= Bruno Verner =

Brazilian musician and poet

Bruno Verner (born 1971 in Belo Horizonte) is a Brazilian composer, poet, electronic musician, performance artist and compiler, best known for his work as the other half of Brazilian tropical punk funk duo Tetine which he formed with Eliete Mejorado in São Paulo in 1995.

==Early life==
Verner was born in the city of Belo Horizonte, Minas Gerais. His mother worked as a primary school teacher, and his father was a pianist. He studied music at Fundação de Educação Artística (FEA) in Belo Horizonte, where he developed an avid interest in contemporary music and the avant-garde, becoming a young composer of electronic music at the age of 17. His piece "Casamento" for 2 sequencers, synthesiser and a sculpture was performed at Ciclo de Música Contemporânea in a programme dedicated to emerging young composers.

== 1980s ==
Verner was an active member of Belo Horizonte's post punk and industrial scene from the mid 1980s as a musician, poet, performer and producer, having played alongside a number of pioneering post punk acts. Over a period spanning from 1985-1990, he sang, played keyboards and bass guitar and programmed drum machines in Brazilian post punk bands such as R. Mutt, Divergencia Socialista, Ida & e Os Voltas, O Grito Mudo, and Albania Berg - electronic and experimental groups from his hometown.

His early work is compiled in cassette tapes and compilations such as Lilith Lunaire, Divergencia Socialista, R. Mutt (R. Mutt), Mulata Urbana (O Grito Mudo), Jovens Raptados (Ida & Os Voltas) Substance (Marcelo Dolabela & Divergencia Socialista)'s. Verner's early tracks with Divergencia Socialista, Tetine, and O Grito Mudo are also included in the compilation Uncorrupted Tropical Wave, 1984-2011 (Slum Dunk 2011).

== 1990 – 2000 ==
In 1990, Bruno Verner moved to São Paulo to study Linguistics at Universidade de São Paulo (USP)and music at Universidade Livre de Musica (ULM). In the early 1990s, he founded the performance group Um Ou Nao.

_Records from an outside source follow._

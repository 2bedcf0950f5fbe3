use chrono::{DateTime, Utc};
use serde::{Deserialize, Serialize};
use sqlx::FromRow;
use utoipa::ToSchema;
use uuid::Uuid;

// --- Core Application Schemas (Mapped to Database) ---

/// User
///
/// The canonical identity record stored in the `users` table. The capability
/// flags (`is_staff`, `is_author`, `is_superuser`) are independent booleans on
/// the one record, not a role hierarchy: `is_staff` drives the admin
/// visibility override, `is_author` marks the self-registration path.
///
/// This struct is internal only. It carries the password hash and is never
/// serialized to a response; see [`UserProfile`] for the outward shape.
#[derive(Debug, Clone, FromRow, Default)]
pub struct User {
    pub id: Uuid,
    /// Unique natural key, lowercased before storage and lookup.
    pub email: String,
    /// bcrypt hash. The raw password is never persisted or logged.
    pub password_hash: String,
    pub full_name: String,
    pub phone: String,
    pub address: Option<String>,
    pub city: Option<String>,
    pub state: Option<String>,
    pub country: Option<String>,
    pub pincode: String,
    pub is_staff: bool,
    pub is_superuser: bool,
    pub is_author: bool,
    pub is_active: bool,
    pub date_joined: DateTime<Utc>,
}

/// NewUser
///
/// Insert payload for the credential store. Built server-side from a validated
/// registration request (or the admin seed); the email is already normalized
/// and the password already hashed by the time this struct exists.
#[derive(Debug, Clone)]
pub struct NewUser {
    pub email: String,
    pub password_hash: String,
    pub full_name: String,
    pub phone: String,
    pub address: Option<String>,
    pub city: Option<String>,
    pub state: Option<String>,
    pub country: Option<String>,
    pub pincode: String,
    pub is_staff: bool,
    pub is_superuser: bool,
    pub is_author: bool,
}

/// Content
///
/// A content record from the `contents` table. `author_id` is the owning user
/// reference; `document` (when present) is an object-storage key that has been
/// accepted by the upload gate. `id` is an ascending BIGSERIAL and doubles as
/// the deterministic pagination order key.
#[derive(Debug, Clone, Serialize, Deserialize, ToSchema, FromRow, Default)]
pub struct Content {
    pub id: i64,
    // FK to users.id (owner). Always taken from the authenticated requester.
    pub author_id: Uuid,
    pub title: String,
    pub body: String,
    pub summary: String,
    /// Free-text comma list, e.g. "rust, backend".
    pub categories: String,
    /// Object key under `documents/`, present only when a PDF was attached.
    pub document: Option<String>,
    pub created_at: DateTime<Utc>,
    /// Refreshed on every successful update.
    pub updated_at: DateTime<Utc>,
}

// --- Request Payloads (Input Schemas) ---

/// RegisterRequest
///
/// Input payload for POST /api/users/register. Field rules are enforced by
/// `validate::validate_registration` before anything touches the store.
#[derive(Debug, Clone, Serialize, Deserialize, ToSchema)]
pub struct RegisterRequest {
    pub email: String,
    /// Checked for length and character-class rules, then hashed. Never echoed.
    pub password: String,
    pub full_name: String,
    pub phone: String,
    pub pincode: String,
    #[serde(default)]
    pub address: Option<String>,
    #[serde(default)]
    pub city: Option<String>,
    #[serde(default)]
    pub state: Option<String>,
    #[serde(default)]
    pub country: Option<String>,
}

/// LoginRequest
///
/// Input payload for POST /api/users/login.
#[derive(Debug, Clone, Serialize, Deserialize, ToSchema)]
pub struct LoginRequest {
    pub email: String,
    pub password: String,
}

/// CreateContentRequest
///
/// Input payload for POST /api/content. The author is never part of this
/// payload; it is always taken from the authenticated requester.
#[derive(Debug, Clone, Serialize, Deserialize, ToSchema, Default)]
pub struct CreateContentRequest {
    pub title: String,
    pub body: String,
    pub summary: String,
    pub categories: String,
    /// Object key returned by the presigned-upload flow. Must pass the
    /// upload gate (".pdf", case-insensitive).
    #[serde(default)]
    pub document: Option<String>,
}

/// UpdateContentRequest
///
/// Partial update payload for PUT /api/content/{id}. All fields are
/// `Option<T>`; only supplied fields are overwritten, the rest keep their
/// prior values (COALESCE at the repository layer).
#[derive(Debug, Clone, Serialize, Deserialize, ToSchema, Default)]
pub struct UpdateContentRequest {
    #[serde(skip_serializing_if = "Option::is_none")]
    pub title: Option<String>,

    #[serde(skip_serializing_if = "Option::is_none")]
    pub body: Option<String>,

    #[serde(skip_serializing_if = "Option::is_none")]
    pub summary: Option<String>,

    #[serde(skip_serializing_if = "Option::is_none")]
    pub categories: Option<String>,

    #[serde(skip_serializing_if = "Option::is_none")]
    pub document: Option<String>,
}

/// PresignedUploadRequest
///
/// Input payload for requesting a short-lived S3 upload URL for a document
/// attachment. Only the filename matters; the gate checks its extension.
#[derive(Debug, Clone, Serialize, Deserialize, ToSchema, Default)]
pub struct PresignedUploadRequest {
    /// The original filename, used to derive and check the extension.
    #[schema(example = "report.pdf")]
    pub filename: String,
}

/// PresignedUploadResponse
///
/// The temporary URL for the client PUT plus the object key to reference in
/// the content record's `document` field.
#[derive(Debug, Clone, Serialize, Deserialize, ToSchema, Default)]
pub struct PresignedUploadResponse {
    pub upload_url: String,
    pub document_key: String,
}

// --- Response Schemas (Output) ---

/// TokenPair
///
/// Output of a successful login: two opaque bearer JWTs with independent
/// expiry. The access token authorizes requests; the refresh token exists to
/// mint new access tokens (redemption is out of scope here).
#[derive(Debug, Clone, Serialize, Deserialize, ToSchema, Default)]
pub struct TokenPair {
    pub access: String,
    pub refresh: String,
}

/// UserProfile
///
/// The outward-facing serialization of a user. Mirrors the identity record
/// minus everything credential-shaped.
#[derive(Debug, Clone, Serialize, Deserialize, ToSchema, Default)]
pub struct UserProfile {
    pub id: Uuid,
    pub email: String,
    pub full_name: String,
    pub phone: String,
    pub address: Option<String>,
    pub city: Option<String>,
    pub state: Option<String>,
    pub country: Option<String>,
    pub pincode: String,
    pub is_author: bool,
}

impl From<&User> for UserProfile {
    fn from(user: &User) -> Self {
        UserProfile {
            id: user.id,
            email: user.email.clone(),
            full_name: user.full_name.clone(),
            phone: user.phone.clone(),
            address: user.address.clone(),
            city: user.city.clone(),
            state: user.state.clone(),
            country: user.country.clone(),
            pincode: user.pincode.clone(),
            is_author: user.is_author,
        }
    }
}

/// ContentPage
///
/// Paginated envelope for GET /api/content: the visible, matching slice plus
/// the total count and next/previous page markers. Page numbers are 1-based.
#[derive(Debug, Clone, Serialize, Deserialize, ToSchema, Default)]
pub struct ContentPage {
    /// Total matching rows across all pages, after visibility and search.
    pub count: i64,
    pub next: Option<u32>,
    pub previous: Option<u32>,
    pub results: Vec<Content>,
}
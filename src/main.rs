use content_portal::{
    AppState, auth,
    config::{AppConfig, Env},
    create_router,
    models::NewUser,
    repository::{PostgresRepository, RepositoryState},
    storage::{S3StorageClient, StorageState},
    validate,
};
use sqlx::postgres::PgPoolOptions;
use std::sync::Arc;
use tokio::net::TcpListener;
use tracing_subscriber::{layer::SubscriberExt, util::SubscriberInitExt};

/// seed_admin
///
/// Ensures the configured admin account exists. Runs once at startup, only
/// when both ADMIN_EMAIL and ADMIN_PASSWORD are set, and is idempotent: an
/// existing account with the seed email is left untouched. The seeded user
/// carries the staff/superuser flags and not the author flag.
async fn seed_admin(repo: &RepositoryState, config: &AppConfig) {
    let (Some(email), Some(password)) = (&config.admin_email, &config.admin_password) else {
        return;
    };

    let email = validate::normalize_email(email);
    if repo.find_user_by_email(&email).await.is_some() {
        tracing::info!(%email, "admin user already exists, skipping seed");
        return;
    }

    let password_hash = match auth::hash_password(password) {
        Ok(hash) => hash,
        Err(_) => {
            tracing::error!("admin seed skipped: could not hash configured password");
            return;
        }
    };

    let admin = NewUser {
        email: email.clone(),
        password_hash,
        full_name: "Portal Admin".to_string(),
        phone: "0000000000".to_string(),
        address: None,
        city: None,
        state: None,
        country: None,
        pincode: "000000".to_string(),
        is_staff: true,
        is_superuser: true,
        is_author: false,
    };

    match repo.create_user(admin).await {
        Ok(user) => tracing::info!(user_id = %user.id, %email, "admin user seeded"),
        Err(e) => tracing::error!("admin seed failed: {:?}", e),
    }
}

/// main
///
/// Asynchronous entry point: configuration, logging, database, migrations,
/// storage, admin seed, and the HTTP server, in that order.
#[tokio::main]
async fn main() {
    // Configuration and environment loading (fail-fast on missing secrets).
    dotenv::dotenv().ok();
    let config = AppConfig::load();

    // Log filter: RUST_LOG wins, with sensible local defaults otherwise.
    let env_filter = tracing_subscriber::EnvFilter::try_from_default_env()
        .unwrap_or_else(|_| "content_portal=debug,tower_http=info,axum=trace".into());

    // Pretty output locally, JSON for log aggregation in production.
    match config.env {
        Env::Local => {
            tracing_subscriber::registry()
                .with(env_filter)
                .with(tracing_subscriber::fmt::layer().pretty())
                .init();
        }
        Env::Production => {
            tracing_subscriber::registry()
                .with(env_filter)
                .with(tracing_subscriber::fmt::layer().json())
                .init();
        }
    }

    tracing::info!("Application starting in {:?} mode", config.env);

    // Database pool and schema migrations.
    let pool = PgPoolOptions::new()
        .max_connections(5)
        .connect(&config.db_url)
        .await
        .expect("FATAL: Failed to connect to Postgres. Check DATABASE_URL.");

    sqlx::migrate!("./migrations")
        .run(&pool)
        .await
        .expect("FATAL: database migrations failed");

    let repo = Arc::new(PostgresRepository::new(pool)) as RepositoryState;

    // Object storage for PDF documents.
    let s3_client = S3StorageClient::new(
        &config.s3_endpoint,
        &config.s3_region,
        &config.s3_key,
        &config.s3_secret,
        &config.s3_bucket,
    )
    .await;

    // Local-only convenience: provision the MinIO bucket on startup.
    if config.env == Env::Local {
        use content_portal::storage::StorageService;
        s3_client.ensure_bucket_exists().await;
    }

    let storage = Arc::new(s3_client) as StorageState;

    seed_admin(&repo, &config).await;

    let app_state = AppState {
        repo,
        storage,
        config,
    };

    let app = create_router(app_state);

    let listener = TcpListener::bind("0.0.0.0:3000").await.unwrap();

    tracing::info!("HTTP server bound successfully.");
    tracing::info!("Listening on 0.0.0.0:3000");
    tracing::info!("API documentation (Swagger UI) available at: http://localhost:3000/swagger-ui");

    axum::serve(listener, app).await.unwrap();
}
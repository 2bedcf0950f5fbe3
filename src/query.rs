use serde::Deserialize;
use utoipa::IntoParams;
use uuid::Uuid;

use crate::{auth::AuthUser, models::Content};

/// Fixed page size for content listings.
pub const PAGE_SIZE: i64 = 10;

/// ContentQuery
///
/// The accepted query parameters for GET /api/content: an optional free-text
/// search term and an optional 1-based page number.
#[derive(Debug, Default, Deserialize, IntoParams)]
pub struct ContentQuery {
    /// Case-insensitive substring matched against title, body, summary, and
    /// categories (OR across fields).
    pub search: Option<String>,
    /// 1-based page number; defaults to the first page.
    pub page: Option<u32>,
}

impl ContentQuery {
    /// The search term after trimming, or None when absent or blank. A blank
    /// term means "no filter", not "match nothing".
    pub fn normalized_search(&self) -> Option<String> {
        self.search
            .as_deref()
            .map(str::trim)
            .filter(|term| !term.is_empty())
            .map(str::to_string)
    }

    /// The effective page, clamped to at least 1.
    pub fn effective_page(&self) -> u32 {
        self.page.unwrap_or(1).max(1)
    }
}

/// ContentScope
///
/// The visibility predicate of the query engine, resolved once per request
/// from the requester's capability flags and applied unconditionally before
/// any search narrowing. A non-staff requester can never widen this scope,
/// which is what keeps other users' content out of list and search results.
#[derive(Debug, Clone, Copy, PartialEq)]
pub enum ContentScope {
    /// Staff override: every content row.
    All,
    /// Everyone else: only rows they authored.
    AuthoredBy(Uuid),
}

impl ContentScope {
    pub fn for_requester(user: &AuthUser) -> Self {
        if user.is_staff {
            ContentScope::All
        } else {
            ContentScope::AuthoredBy(user.id)
        }
    }
}

/// can_access
///
/// The single ownership-or-admin predicate shared by detail GET, PUT, and
/// DELETE. Keeping it in one place means the three paths cannot diverge.
/// Callers map a `false` to the same 404 as a missing row, so the response
/// never reveals whether the id exists.
pub fn can_access(user: &AuthUser, content: &Content) -> bool {
    user.is_staff || content.author_id == user.id
}

/// like_pattern
///
/// Builds the `%term%` pattern for an ILIKE comparison. LIKE metacharacters
/// in the term (`\`, `%`, `_`) are escaped first, so the term always matches
/// as a literal substring: searching for "50%" finds rows containing "50%",
/// not every row containing "50".
pub fn like_pattern(term: &str) -> String {
    let mut escaped = String::with_capacity(term.len());
    for c in term.chars() {
        if matches!(c, '\\' | '%' | '_') {
            escaped.push('\\');
        }
        escaped.push(c);
    }
    format!("%{escaped}%")
}

/// PageWindow
///
/// The LIMIT/OFFSET slice corresponding to a page number.
#[derive(Debug, Clone, Copy, PartialEq)]
pub struct PageWindow {
    pub limit: i64,
    pub offset: i64,
}

/// page_window
///
/// Translates a 1-based page number into its window. A page beyond the end of
/// the data simply produces an offset past the last row; the store then
/// returns an empty slice, which is the specified behavior (empty page, not
/// an error).
pub fn page_window(page: u32) -> PageWindow {
    let page = page.max(1) as i64;
    PageWindow {
        limit: PAGE_SIZE,
        offset: (page - 1) * PAGE_SIZE,
    }
}

/// page_links
///
/// Computes the next/previous page markers for the pagination envelope given
/// the total matching count. `next` exists only while rows remain past the
/// current window; `previous` exists for every page after the first.
pub fn page_links(page: u32, count: i64) -> (Option<u32>, Option<u32>) {
    let page = page.max(1);
    let next = if (page as i64) * PAGE_SIZE < count {
        Some(page + 1)
    } else {
        None
    };
    let previous = if page > 1 { Some(page - 1) } else { None };
    (next, previous)
}
use crate::error::ApiError;
use std::path::Path;
use uuid::Uuid;

/// The one extension the gate lets through, compared case-insensitively.
const ACCEPTED_EXTENSION: &str = "pdf";

/// accept
///
/// The upload gate: accepts a filename only when its extension is ".pdf"
/// (case-insensitive, so "report.PDF" passes). This is the single PDF check
/// in the codebase; both the presigned-upload handler and the content field
/// validators call it, so the rule cannot drift between paths.
///
/// The check is by name only. No bytes are sniffed, which is a known weak
/// validation, not a content guarantee.
pub fn accept(filename: &str) -> Result<(), ApiError> {
    let extension = Path::new(filename)
        .extension()
        .and_then(|ext| ext.to_str())
        .ok_or(ApiError::UnsupportedUpload)?;

    if extension.eq_ignore_ascii_case(ACCEPTED_EXTENSION) {
        Ok(())
    } else {
        Err(ApiError::UnsupportedUpload)
    }
}

/// document_key
///
/// Derives the object-storage key for an accepted document. Keys live under
/// a flat `documents/` prefix and are named by a fresh UUID rather than the
/// client filename, so uploads can never collide or traverse paths. The
/// record store holds only this key, never the file itself.
pub fn document_key() -> String {
    format!("documents/{}.{}", Uuid::new_v4(), ACCEPTED_EXTENSION)
}
use crate::{AppState, handlers};
use axum::{
    Router,
    routing::{get, post},
};

/// Authenticated Router Module
///
/// Every route here sits behind the `AuthUser` extractor middleware applied
/// in `create_router`, so handlers always receive a resolved identity with
/// its capability flags. Authorization beyond "is authenticated" — the
/// ownership-or-admin gate on individual records — is decided inside the
/// handlers through the shared `can_access` predicate, not here.
pub fn authenticated_routes() -> Router<AppState> {
    Router::<AppState>::new()
        // GET /api/users/me
        // The requester's own profile.
        .route("/api/users/me", get(handlers::get_me))
        // GET /api/content?search=...&page=...
        // The access-filtered, searchable, paginated listing.
        // POST /api/content
        // Creates a record owned by the requester.
        .route(
            "/api/content",
            get(handlers::list_content).post(handlers::create_content),
        )
        // GET/PUT/DELETE /api/content/{id}
        // Detail, partial update, and delete, all behind the same
        // ownership-or-admin gate with the collapsed 404.
        .route(
            "/api/content/{id}",
            get(handlers::get_content_detail)
                .put(handlers::update_content)
                .delete(handlers::delete_content),
        )
        // POST /api/uploads/presigned
        // PDF-gated presigned PUT URL for document attachments.
        .route("/api/uploads/presigned", post(handlers::presigned_upload))
}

As a poet and musician, he also conceived and wrote a number of experimental performances involving an unorthodox use of text, sound, improvisation and visuals from 1991 to 1994. From this period, pieces such as I Dada Happening Interdisciplinar, Pressupostos A Uma Sintaxe Sensorial, and O UM were presented in art spaces, underground clubs, bookshops and small cinemas around São Paulo. In 1991, he won the literary prize Projeto Nascente from Universidade de São Paulo, and later published a book of poetry called O UM on Atelier Editorial.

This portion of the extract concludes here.